I think the question which needs to be sorted out first is: should we just provide those paths (either as objects, variables or getter functions), without bothering to check if they actually exist on the machine SFML is installed on, or should we also ensure the paths we retreive from the API are always valid?
Since we don't want to turn SFML into another filesystem library, I'd say just provide the paths.
By the way, the unicode mess on Windows might be a major issue for providing any kind of path using just std::string. The basic issue is that if the path have unicode characters, they are provided by the Windows API as either UTF-16 in wide chars, or as ANSI something in chars with non-ansi characters replaced by '?'.
Therefore, you need to use the UTF-16 way on Windows to get something useful, then you need to decide what is the encoding of your output std::string, then convert from one to the other.

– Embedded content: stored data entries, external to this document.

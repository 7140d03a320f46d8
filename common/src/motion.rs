use crate::{
    config::{ActuatorConfig, StallConfig},
    error::CommandError,
    stall::{StallGuard, StallSample, StallState},
    types::{Direction, ValvePolarity},
};

#[derive(Debug, Clone, Copy, PartialEq, Eq)]
pub enum StepDecision {
    Step(Direction),
    /// Gate open and position at target.
    Idle,
    /// No command received yet, or the stall latch is set.
    Gated,
}

#[derive(Debug, Clone, Copy, PartialEq, Eq)]
pub enum CommandOutcome {
    /// Target set and gate opened; `cleared_stall` if this released a latch.
    Accepted { target: u16, cleared_stall: bool },
    /// Same target as the one the stall latched on. The latch stays set.
    Repeated { target: u16 },
}

#[derive(Debug, Clone, Copy, PartialEq)]
pub struct MotionSnapshot {
    pub current_position: u16,
    pub target_position: u16,
    pub command_received: bool,
    pub stall_latched: bool,
    pub homed: bool,
    pub percent_open: f32,
}

/// Hand-off between the radio receive, stall monitor and motor tasks on the actuator node.
///
/// The motor task asks for one step at a time, so a stall or a new command takes effect
/// within one step period.
#[derive(Debug, Clone)]
pub struct MotionState {
    max_position: u16,
    polarity: ValvePolarity,
    current_position: u16,
    target_position: u16,
    command_received: bool,
    homed: bool,
    stall: StallGuard,
}

impl MotionState {
    pub fn new(actuator: &ActuatorConfig, stall: StallConfig) -> Self {
        Self {
            max_position: actuator.max_position,
            polarity: actuator.polarity,
            current_position: 0,
            target_position: 0,
            command_received: false,
            homed: false,
            stall: StallGuard::new(stall),
        }
    }

    /// Marks the spindle as fully pressed after the boot homing run. Motion stays gated
    /// until the first command.
    pub fn finish_homing(&mut self) {
        self.current_position = self.max_position;
        self.target_position = self.max_position;
        self.command_received = false;
        self.homed = true;
    }

    pub fn is_homed(&self) -> bool {
        self.homed
    }

    /// Validates a percent-open command, retargets the spindle and clears any stall latch.
    ///
    /// Commands are refused until homing has finished. While latched, a command for the
    /// target the stall happened on does not count as new: the link resends the last
    /// position periodically, and that must not release the latch.
    pub fn accept_command(&mut self, percent_open: f32) -> Result<CommandOutcome, CommandError> {
        if !percent_open.is_finite() || !(0.0..=100.0).contains(&percent_open) {
            return Err(CommandError::InvalidPercent(percent_open));
        }
        if !self.homed {
            return Err(CommandError::NotHomed);
        }

        let target = self.polarity.stepper_target(percent_open, self.max_position);
        let latched = self.stall.is_latched();
        if latched && target == self.target_position {
            return Ok(CommandOutcome::Repeated { target });
        }

        self.target_position = target;
        self.stall.clear();
        self.command_received = true;
        Ok(CommandOutcome::Accepted {
            target,
            cleared_stall: latched,
        })
    }

    /// Feeds the stall guard. Returns `true` when this sample set the latch, which also closes
    /// the command gate.
    pub fn record_stall_sample(&mut self, sample: StallSample) -> bool {
        let was_latched = self.stall.is_latched();
        let state = self.stall.sample(sample);
        if state.latched {
            self.command_received = false;
        }
        state.latched && !was_latched
    }

    pub fn next_step(&self) -> StepDecision {
        if !self.command_received || self.stall.is_latched() {
            return StepDecision::Gated;
        }

        match self.target_position.cmp(&self.current_position) {
            std::cmp::Ordering::Greater => StepDecision::Step(Direction::Forward),
            std::cmp::Ordering::Less => StepDecision::Step(Direction::Backward),
            std::cmp::Ordering::Equal => StepDecision::Idle,
        }
    }

    pub fn complete_step(&mut self, direction: Direction) -> u16 {
        self.current_position = match direction {
            Direction::Forward => self
                .current_position
                .saturating_add(1)
                .min(self.max_position),
            Direction::Backward => self.current_position.saturating_sub(1),
        };
        self.current_position
    }

    pub fn stall_state(&self) -> StallState {
        self.stall.state()
    }

    pub fn percent_open(&self) -> f32 {
        self.polarity
            .percent_open(self.current_position, self.max_position)
    }

    pub fn snapshot(&self) -> MotionSnapshot {
        MotionSnapshot {
            current_position: self.current_position,
            target_position: self.target_position,
            command_received: self.command_received,
            stall_latched: self.stall.is_latched(),
            homed: self.homed,
            percent_open: self.percent_open(),
        }
    }
}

The solution boost::filesystem took is to keep the internal representation of the system (UTF-16 on windows) to avoid conversions as much as possible, but then if you as a string from it it will do a dumb conversion OR use a codecvt you provide, which migth do the right thing (or not). Unfortunately there is a strange behaviour where no conversion happen if the type used for storage (char/wchar_t) is same between the two encodings (which mean that a linux OS which is not UTF-8 might have no conversion, or I'm wrong, which might be possible for these kinds of details which I couldn't manage to properly check so far).
In my dayjob I had to work on these kind of issues recently. We chose that any std::string in the API is expected to be UTF-8. We have a path type which currently uses boost:::filesystem::path inside (it's open source by the way but I wouldn't call it a perfect example), then do the conversion when you need a string (so UTF-8) depending on the plateform we are on, so that whatever the boost representation, we always end up with UTF-8.
I don't know what is the policy of SFML regarding encoding of API-provided strings, but if there is none, providing a system paths api will requires that.